• [TASK BRIEF]
The records should be restated exactly from their first line through the line with "pub const PROJECT_PATH: &str" in it.

- Opening Delimiter -

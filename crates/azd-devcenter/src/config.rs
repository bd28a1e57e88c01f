//! Where a dev center environment lives, merged from every place azd reads
//! settings from.

use azd_domain::ConfigTree;
use azd_store::Environment;
use serde::{Deserialize, Serialize};

use crate::error::DevCenterError;

/// `platform.type` value selecting the dev center provider.
pub const PLATFORM_KIND: &str = "devcenter";

pub const CONFIG_PATH: &str = "platform.config";
pub const NAME_PATH: &str = "platform.config.name";
pub const CATALOG_PATH: &str = "platform.config.catalog";
pub const PROJECT_PATH: &str = "platform.config.project";
pub const ENVIRONMENT_TYPE_PATH: &str = "platform.config.environmentType";
pub const ENVIRONMENT_DEFINITION_PATH: &str = "platform.config.environmentDefinition";
pub const USER_PATH: &str = "platform.config.user";

pub const NAME_ENV: &str = "AZURE_DEVCENTER_NAME";
pub const CATALOG_ENV: &str = "AZURE_DEVCENTER_CATALOG";
pub const PROJECT_ENV: &str = "AZURE_DEVCENTER_PROJECT";
pub const ENVIRONMENT_TYPE_ENV: &str = "AZURE_DEVCENTER_ENVIRONMENT_TYPE";
pub const ENVIRONMENT_DEFINITION_ENV: &str = "AZURE_DEVCENTER_ENVIRONMENT_DEFINITION";
pub const USER_ENV: &str = "AZURE_DEVCENTER_ENVIRONMENT_USER";

/// Environments are created on behalf of the signed-in user unless told otherwise.
pub const DEFAULT_USER: &str = "me";

#[derive(Debug, Clone, Default, PartialEq, Eq, Serialize, Deserialize)]
#[serde(rename_all = "camelCase")]
pub struct Config {
    #[serde(default)]
    pub name: String,
    #[serde(default)]
    pub catalog: String,
    #[serde(default)]
    pub project: String,
    #[serde(default)]
    pub environment_type: String,
    #[serde(default)]
    pub environment_definition: String,
    #[serde(default)]
    pub user: String,
}

impl Config {
    /// Read the fields found under `prefix` in `tree`. An empty prefix reads
    /// top-level keys, which is how the project file's `platform.config`
    /// section is handed over.
    pub fn from_tree(tree: &ConfigTree, prefix: &str) -> Self {
        let get = |key: &str| {
            let path = if prefix.is_empty() { key.to_string() } else { format!("{}.{}", prefix, key) };
            tree.get_string(&path).unwrap_or_default().to_string()
        };
        Self {
            name: get("name"),
            catalog: get("catalog"),
            project: get("project"),
            environment_type: get("environmentType"),
            environment_definition: get("environmentDefinition"),
            user: get("user"),
        }
    }

    /// Read the `AZURE_DEVCENTER_*` values through `lookup`.
    pub fn from_env(lookup: impl Fn(&str) -> Option<String>) -> Self {
        let get = |key: &str| lookup(key).unwrap_or_default();
        Self {
            name: get(NAME_ENV),
            catalog: get(CATALOG_ENV),
            project: get(PROJECT_ENV),
            environment_type: get(ENVIRONMENT_TYPE_ENV),
            environment_definition: get(ENVIRONMENT_DEFINITION_ENV),
            user: get(USER_ENV),
        }
    }

    /// Fill every empty field from `other`.
    pub fn or(mut self, other: &Config) -> Self {
        let fill = |mine: &mut String, theirs: &String| {
            if mine.is_empty() {
                mine.clone_from(theirs);
            }
        };
        fill(&mut self.name, &other.name);
        fill(&mut self.catalog, &other.catalog);
        fill(&mut self.project, &other.project);
        fill(&mut self.environment_type, &other.environment_type);
        fill(&mut self.environment_definition, &other.environment_definition);
        fill(&mut self.user, &other.user);
        self
    }

    /// The effective config: environment variables, then the environment's
    /// own config, then the project file, then the user config. The first
    /// non-empty value of each field wins.
    pub fn resolve(env: &Environment, project: &ConfigTree, user: &ConfigTree) -> Self {
        Config::from_env(|key| env.lookup_env(key))
            .or(&Config::from_tree(env.config(), CONFIG_PATH))
            .or(&Config::from_tree(project, ""))
            .or(&Config::from_tree(user, CONFIG_PATH))
    }

    pub fn ensure_valid(&self) -> Result<(), DevCenterError> {
        if self.name.is_empty() {
            return Err(DevCenterError::MissingConfig("name"));
        }
        if self.project.is_empty() {
            return Err(DevCenterError::MissingConfig("project"));
        }
        if self.environment_definition.is_empty() {
            return Err(DevCenterError::MissingConfig("environmentDefinition"));
        }
        Ok(())
    }

    /// `(path, value)` for each field set here but empty in `before`.
    pub(crate) fn added_since(&self, before: &Config) -> Vec<(&'static str, &str)> {
        [
            (NAME_PATH, &before.name, &self.name),
            (CATALOG_PATH, &before.catalog, &self.catalog),
            (PROJECT_PATH, &before.project, &self.project),
            (ENVIRONMENT_TYPE_PATH, &before.environment_type, &self.environment_type),
            (ENVIRONMENT_DEFINITION_PATH, &before.environment_definition, &self.environment_definition),
            (USER_PATH, &before.user, &self.user),
        ]
        .into_iter()
        .filter(|(_, old, new)| old.is_empty() && !new.is_empty())
        .map(|(path, _, new)| (path, new.as_str()))
        .collect()
    }
}

#[cfg(test)]
mod tests {
    use super::*;
    use serde_json::json;

    fn tree(value: serde_json::Value) -> ConfigTree {
        serde_json::from_value(value).unwrap()
    }

    #[test]
    fn first_non_empty_source_wins() {
        let mut env = Environment::new("dev");
        env.dotenv_set(PROJECT_ENV, "from-env-var");
        env.config_mut().set(NAME_PATH, "dc-env").unwrap();
        env.config_mut().set(PROJECT_PATH, "from-env-config").unwrap();

        let project = tree(json!({ "name": "dc-project", "catalog": "cat-project", "environmentDefinition": "" }));
        let user = tree(json!({ "platform": { "config": {
            "catalog": "cat-user", "environmentDefinition": "web", "user": "someone"
        } } }));

        let config = Config::resolve(&env, &project, &user);
        assert_eq!(
            config,
            Config {
                name: "dc-env".into(),
                catalog: "cat-project".into(),
                project: "from-env-var".into(),
                environment_type: String::new(),
                environment_definition: "web".into(),
                user: "someone".into(),
            }
        );
        assert!(config.ensure_valid().is_ok());
    }

    #[test]
    fn validation_names_the_missing_field() {
        let config = Config { name: "dc".into(), ..Default::default() };
        assert!(matches!(config.ensure_valid(), Err(DevCenterError::MissingConfig("project"))));

        let config = Config { name: "dc".into(), project: "p".into(), ..Default::default() };
        let err = config.ensure_valid().unwrap_err();
        assert_eq!(err.to_string(), "missing required devcenter config value 'environmentDefinition'");
    }

    #[test]
    fn only_newly_filled_fields_are_reported() {
        let before = Config { name: "dc".into(), ..Default::default() };
        let after = Config {
            name: "other".into(),
            project: "p".into(),
            user: DEFAULT_USER.into(),
            ..Default::default()
        };
        assert_eq!(after.added_since(&before), vec![(PROJECT_PATH, "p"), (USER_PATH, "me")]);
    }
}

- Closing Delimiter -

• [OUTPUT OF THE EXERCISE]
filename crates/azd-devcenter/src/config.rs
repository bd28a1e57e88c01f
//! Where a dev center environment lives, merged from every place azd reads
//! settings from.

use azd_domain::ConfigTree;
use azd_store::Environment;
use serde::{Deserialize, Serialize};

use crate::error::DevCenterError;

/// `platform.type` value selecting the dev center provider.
pub const PLATFORM_KIND: &str = "devcenter";

pub const CONFIG_PATH: &str = "platform.config";
pub const NAME_PATH: &str = "platform.config.name";
pub const CATALOG_PATH: &str = "platform.config.catalog";
pub const PROJECT_PATH: &str = "platform.config.project";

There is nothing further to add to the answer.